Within the first few days, I opened the blog and it helped me SO much to read the experience of another mother who had gone through experiences that may lay ahead for me and come through the other side. I immediately felt less alone. I reached out to the author and I cannot tell you how much they helped me. Detailed messages gave me a huge sense of relief, empathy, and care that someone else ‘got it’.
I was so frightened to tell my friends and family the news. I hadn’t processed my own feelings about it and didn’t want to feel that I needed to carry theirs too. Hearing from a peer was just what I needed. The blog introduced me to Tiny Tickers and I soon joined the Facebook parent group which gave me so much hope. I cannot stress enough how supportive the community is on there. When I plucked up the courage to write a post, almost immediately flowed responses of love, empathy and support which came flooding in. I’ve had direct messages too and to date I’m in touch with someone who’s a few weeks further along than I am with pretty much the same diagnosis and we message every few days to check in with each other and share how we feel. It’s incredible.
Nothing can prepare you for the shock of finding out your baby will have birth defects but I’ve been overwhelmed, in a positively emotional way, about the support that is available out there, thanks to Tiny Tickers and other accounts.
I’m aware my experience is unique to me.
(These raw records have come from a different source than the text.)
impl<'a> Walker<'a> {
    pub fn new(
        doc: &'a Document,
        tracks: &'a TrackState,
        geometry: &'a mut GeometryBuffers,
        masks: &'a mut MaskStack,
        events: &'a mut EventQueue,
        delta: f32,
    ) -> Self {
        Self {
            doc,
            tracks,
            geometry,
            masks,
            events,
            delta,
        }
    }

    /// Emit `symbol` at `frame`. Returns false if the step had to be abandoned;
    /// partially written output is the caller's to discard.
    pub fn process(&mut self, symbol: SymbolId, frame: f32, placement: Placement) -> bool {
        match self.visit_symbol(symbol, frame, placement) {
            Some(()) => {
                self.masks.flush();
                true
            }
            None => false,
        }
    }

    fn visit_symbol(&mut self, id: SymbolId, frame: f32, placement: Placement) -> Option<()> {
        let doc = self.doc;
        let Some(symbol) = doc.symbol(id) else {
            log::warn!("walker: symbol {id:?} is not part of the document");
            return None;
        };
        let frame = frame.max(0.0);
        for layer in &symbol.layers {
            self.visit_layer(symbol, layer, frame, placement)?;
        }
        Some(())
    }

    fn visit_layer(
        &mut self,
        symbol: &Symbol,
        layer: &Layer,
        frame: f32,
        placement: Placement,
    ) -> Option<()> {
        for marker in &layer.frames {
            let Some(event) = &marker.event else {
                continue;
            };
            if crosses_marker(marker.start, frame, self.delta, symbol.duration) {
                self.events.push(&event.name, event.front);
            }
        }

        let Some(idx) = layer.frame_index_at(frame as u32) else {
            return Some(());
        };
        let key = &layer.frames[idx];
        let tween = key.tween.and_then(|tw| {
            layer
                .frames
                .get(idx + 1)
                .filter(|next| next.start == key.end())
                .map(|next| (next, ease(tween_fraction(frame, key.start, key.duration), tw.ease)))
        });

        match layer.role {
            LayerRole::Normal => self.visit_frame(key, tween, frame, placement),
            LayerRole::Mask { mask_id } => {
                self.masks.mask_begin(mask_id);
                let res = self.visit_frame(key, tween, frame, placement);
                self.masks.mask_end(mask_id);
                res
            }
            LayerRole::Masked { mask_id } => {
                self.masks.clip_begin(mask_id);
                let res = self.visit_frame(key, tween, frame, placement);
                self.masks.clip_end(mask_id);
                res
            }
        }
    }

    fn visit_frame(
        &mut self,
        key: &Frame,
        tween: Option<(&Frame, f32)>,
        frame: f32,
        placement: Placement,
    ) -> Option<()> {
        // Time spent inside this keyframe, passed down to nested instances.
        let elapsed = frame - key.start as f32;
        for (i, element) in key.elements.iter().enumerate() {
            let target = tween.and_then(|(next, t)| {
                next.elements
                    .get(i)
                    .filter(|n| element.matches(n))
                    .map(|n| (n, t))
            });
            self.visit_element(element, target, elapsed, placement)?;
        }
        Some(())
    }

    fn visit_element(
        &mut self,
        element: &Element,
        target: Option<(&Element, f32)>,
        elapsed: f32,
        placement: Placement,
    ) -> Option<()> {
        let transform = match target {
            Some((to, t)) => lerp_affine(&element.transform(), &to.transform(), t),
            None => element.transform(),
        };
        match element {
            Element::Shape(shape) => {
                self.emit_shape(shape, placement);
                Some(())
            }
            Element::Bitmap(bitmap) => {
                self.emit_bitmap(bitmap, placement.transform * transform, &placement.color);
                Some(())
            }
            Element::Symbol(instance) => {
                let color = match target {
                    Some((Element::Symbol(to), t)) => instance.color.lerp(&to.color, t),
                    _ => instance.color,
                };
                let doc = self.doc;
                let Some(child) = doc.symbol(instance.symbol) else {
                    log::warn!("walker: instance of unknown symbol {:?}", instance.symbol);
                    return None;
                };
                let inherited = instance_frame(instance, child, elapsed);
                let frame = self.tracks.resolve_frame(child, inherited);
                self.visit_symbol(instance.symbol, frame, placement.then(transform, &color))
            }
            Element::Group(group) => {
                let inner = placement.then(transform, &ColorTransform::IDENTITY);
                for child in &group.elements {
                    self.visit_element(child, None, elapsed, inner)?;
                }
                Some(())
            }
        }
    }

    fn emit_shape(&mut self, shape: &Shape, placement: Placement) {
        let tex = &shape.texture;
        if self.masks.is_masking() {
            self.masks.mask_add(
                placement.transform * tex.region_to_local(shape.origin),
                tex.region,
                tex.index,
            );
            return;
        }
        let atlas_size = self.doc.atlas_size();
        let packed = placement.color.pack();
        for polygon in &shape.polygons {
            let points: Vec<Vec2> = polygon
                .iter()
                .map(|p| placement.transform.transform_point2(*p))
                .collect();
            let uvs: Vec<Vec2> = polygon
                .iter()
                .map(|p| tex.uv_for(*p, shape.origin, atlas_size))
                .collect();
            let colors = vec![packed; points.len()];
            self.geometry
                .add_polygon(&points, &colors, &uvs, tex.index, self.masks.slot());
        }
    }

    fn emit_bitmap(&mut self, instance: &BitmapInstance, transform: Affine2, color: &ColorTransform) {
        let Some(bitmap) = self.doc.bitmap(instance.bitmap) else {
            log::warn!("walker: unknown bitmap {:?}", instance.bitmap);
            return;
        };
        let Some(tex) = bitmap.texture else {
            log::debug!("walker: bitmap '{}' has no atlas texture", bitmap.name);
            return;
        };
        if self.masks.is_masking() {
            self.masks
                .mask_add(transform * tex.region_to_local(Vec2::ZERO), tex.region, tex.index);
            return;
        }
        let size = tex.original_size;
        let corners = [
            Vec2::ZERO,
            Vec2::new(size.x, 0.0),
            size,
            Vec2::new(0.0, size.y),
        ];
        let atlas_size = self.doc.atlas_size();
        let points = corners.map(|c| transform.transform_point2(c));
        let uvs = corners.map(|c| tex.uv_for(c, Vec2::ZERO, atlas_size));
        let colors: [Vec4; 4] = [color.pack(); 4];
        self.geometry
            .add_polygon(&points, &colors, &uvs, tex.index, self.masks.slot());
    }
}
I won’t have the same ‘more common’ anxieties associated with new parenthood as others with babies without defects, and so to find a community out there who do understand, who do get it, and who are responsive and supportive, has made this (early!) journey so far, much more manageable and for that I’m truly grateful.
After reading so many stories and seeing pictures I can see why they call them heart warriors. Whatever happens from now on, I know my extended heart family are going to be there for me, and that makes all the difference. Please know you are not alone. Share and reach out. We’ll be there for each other.